Below are the records; collect from them each line containing the string "UsedBody".

#####

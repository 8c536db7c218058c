use axum::extract::{Path, State};
use axum::http::{header, StatusCode};
use axum::response::IntoResponse;
use axum::Json;
use marquee_core::{CommentView, DashboardStats, MovieAnalytics, PremiereView};
use marquee_models::{Boosts, Movie, MovieDraft, MovieFlag, Premiere, PremiereDraft, Ticket};
use serde::Deserialize;
use serde_json::{json, Value};
use tracing::info;
use crate::error::ApiResult;
use crate::extract::{AdminSession, ApiJson};
use crate::state::AppState;

#[derive(Debug, Deserialize)]
pub struct FlagBody {
    value: bool,
}

#[derive(Debug, Deserialize)]
pub struct TextBody {
    #[serde(default)]
    text: String,
}

#[derive(Debug, Deserialize)]
pub struct IdsBody {
    ids: Vec<String>,
}

#[derive(Debug, Deserialize)]
pub struct CountBody {
    count: u32,
}

#[derive(Debug, Deserialize)]
pub struct UsedBody {
    used: bool,
}

pub async fn dashboard(_: AdminSession, State(state): State<AppState>) -> ApiResult<Json<DashboardStats>> {
    Ok(Json(marquee_core::dashboard(state.services.store.as_ref()).await?))
}

// Movies

pub async fn list_movies(_: AdminSession, State(state): State<AppState>) -> ApiResult<Json<Vec<Movie>>> {
    Ok(Json(state.services.movies.list().await?))
}

pub async fn create_movie(
    _: AdminSession,
    State(state): State<AppState>,
    ApiJson(draft): ApiJson<MovieDraft>,
) -> ApiResult<(StatusCode, Json<Movie>)> {
    Ok((StatusCode::CREATED, Json(state.services.movies.create(draft).await?)))
}

pub async fn get_movie(
    _: AdminSession,
    State(state): State<AppState>,
    Path(id): Path<String>,
) -> ApiResult<Json<Movie>> {
    Ok(Json(state.services.movies.get(&id).await?))
}

pub async fn update_movie(
    _: AdminSession,
    State(state): State<AppState>,
    Path(id): Path<String>,
    ApiJson(draft): ApiJson<MovieDraft>,
) -> ApiResult<Json<Movie>> {
    Ok(Json(state.services.movies.update(&id, draft).await?))
}

pub async fn delete_movie(
    AdminSession(admin): AdminSession,
    State(state): State<AppState>,
    Path(id): Path<String>,
) -> ApiResult<Json<Value>> {
    state.services.movies.delete(&id).await?;
    info!(operation = "delete_movie", movie_id = %id, admin = %admin, "Movie deleted by admin");
    Ok(Json(json!({ "success": true })))
}

pub async fn set_flag(
    _: AdminSession,
    State(state): State<AppState>,
    Path((id, flag)): Path<(String, MovieFlag)>,
    ApiJson(body): ApiJson<FlagBody>,
) -> ApiResult<Json<Movie>> {
    Ok(Json(state.services.movies.set_flag(&id, flag, body.value).await?))
}

pub async fn set_boosts(
    _: AdminSession,
    State(state): State<AppState>,
    Path(id): Path<String>,
    ApiJson(boosts): ApiJson<Boosts>,
) -> ApiResult<Json<Movie>> {
    Ok(Json(state.services.movies.set_boosts(&id, boosts).await?))
}

pub async fn reset_boosts(
    _: AdminSession,
    State(state): State<AppState>,
    Path(id): Path<String>,
) -> ApiResult<Json<Movie>> {
    Ok(Json(state.services.movies.reset_boosts(&id).await?))
}

pub async fn reset_all_boosts(_: AdminSession, State(state): State<AppState>) -> ApiResult<Json<Value>> {
    let reset = state.services.movies.reset_all_boosts().await?;
    Ok(Json(json!({ "success": true, "reset": reset })))
}

pub async fn analytics(_: AdminSession, State(state): State<AppState>) -> ApiResult<Json<Vec<MovieAnalytics>>> {
    Ok(Json(state.services.movies.analytics().await?))
}

pub async fn movie_analytics(
    _: AdminSession,
    State(state): State<AppState>,
    Path(id): Path<String>,
) -> ApiResult<Json<MovieAnalytics>> {
    Ok(Json(state.services.movies.analytics_for(&id).await?))
}

// Comments

pub async fn list_comments(_: AdminSession, State(state): State<AppState>) -> ApiResult<Json<Vec<CommentView>>> {
    let comments = state.services.comments.list_all().await?;
    Ok(Json(comments.into_iter().map(CommentView::from).collect()))
}

pub async fn edit_comment(
    _: AdminSession,
    State(state): State<AppState>,
    Path(id): Path<String>,
    ApiJson(body): ApiJson<TextBody>,
) -> ApiResult<Json<CommentView>> {
    Ok(Json(state.services.comments.edit(&id, &body.text).await?.into()))
}

pub async fn delete_comment(
    _: AdminSession,
    State(state): State<AppState>,
    Path(id): Path<String>,
) -> ApiResult<Json<Value>> {
    let deleted = state.services.comments.delete(&id).await?;
    Ok(Json(json!({ "success": true, "deleted": deleted })))
}

pub async fn delete_comments(
    _: AdminSession,
    State(state): State<AppState>,
    ApiJson(body): ApiJson<IdsBody>,
) -> ApiResult<Json<Value>> {
    let deleted = state.services.comments.delete_many(&body.ids).await?;
    Ok(Json(json!({ "success": true, "deleted": deleted })))
}

pub async fn reply_to_comment(
    _: AdminSession,
    State(state): State<AppState>,
    Path(id): Path<String>,
    ApiJson(body): ApiJson<TextBody>,
) -> ApiResult<(StatusCode, Json<CommentView>)> {
    let reply = state.services.comments.admin_reply(&id, &body.text).await?;
    Ok((StatusCode::CREATED, Json(reply.into())))
}

// Premieres and tickets

pub async fn list_premieres(_: AdminSession, State(state): State<AppState>) -> ApiResult<Json<Vec<PremiereView>>> {
    Ok(Json(state.services.premieres.list().await?))
}

pub async fn create_premiere(
    AdminSession(admin): AdminSession,
    State(state): State<AppState>,
    ApiJson(draft): ApiJson<PremiereDraft>,
) -> ApiResult<(StatusCode, Json<Premiere>)> {
    let premiere = state.services.premieres.create(draft, admin.as_str()).await?;
    Ok((StatusCode::CREATED, Json(premiere)))
}

pub async fn generate_tickets(
    _: AdminSession,
    State(state): State<AppState>,
    Path(id): Path<String>,
    ApiJson(body): ApiJson<CountBody>,
) -> ApiResult<(StatusCode, Json<Vec<Ticket>>)> {
    let tickets = state.services.tickets.generate(&id, body.count).await?;
    Ok((StatusCode::CREATED, Json(tickets)))
}

pub async fn list_tickets(
    _: AdminSession,
    State(state): State<AppState>,
    Path(id): Path<String>,
) -> ApiResult<Json<Vec<Ticket>>> {
    Ok(Json(state.services.tickets.list(&id).await?))
}

pub async fn export_tickets(
    _: AdminSession,
    State(state): State<AppState>,
    Path(id): Path<String>,
) -> ApiResult<impl IntoResponse> {
    let tickets = state.services.tickets.list(&id).await?;
    let mut body = Vec::new();
    marquee_core::tickets::write_csv(&tickets, &mut body)?;
    let disposition = format!("attachment; filename=\"tickets-{}.csv\"", id);
    Ok((
        [
            (header::CONTENT_TYPE, "text/csv; charset=utf-8".to_string()),
            (header::CONTENT_DISPOSITION, disposition),
        ],
        body,
    ))
}

pub async fn override_ticket(
    _: AdminSession,
    State(state): State<AppState>,
    Path((id, code)): Path<(String, String)>,
    ApiJson(body): ApiJson<UsedBody>,
) -> ApiResult<Json<Ticket>> {
    Ok(Json(state.services.tickets.set_used(&id, &code, body.used).await?))
}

#####

▶ Reply to the exercise:
pub struct UsedBody {
    ApiJson(body): ApiJson<UsedBody>,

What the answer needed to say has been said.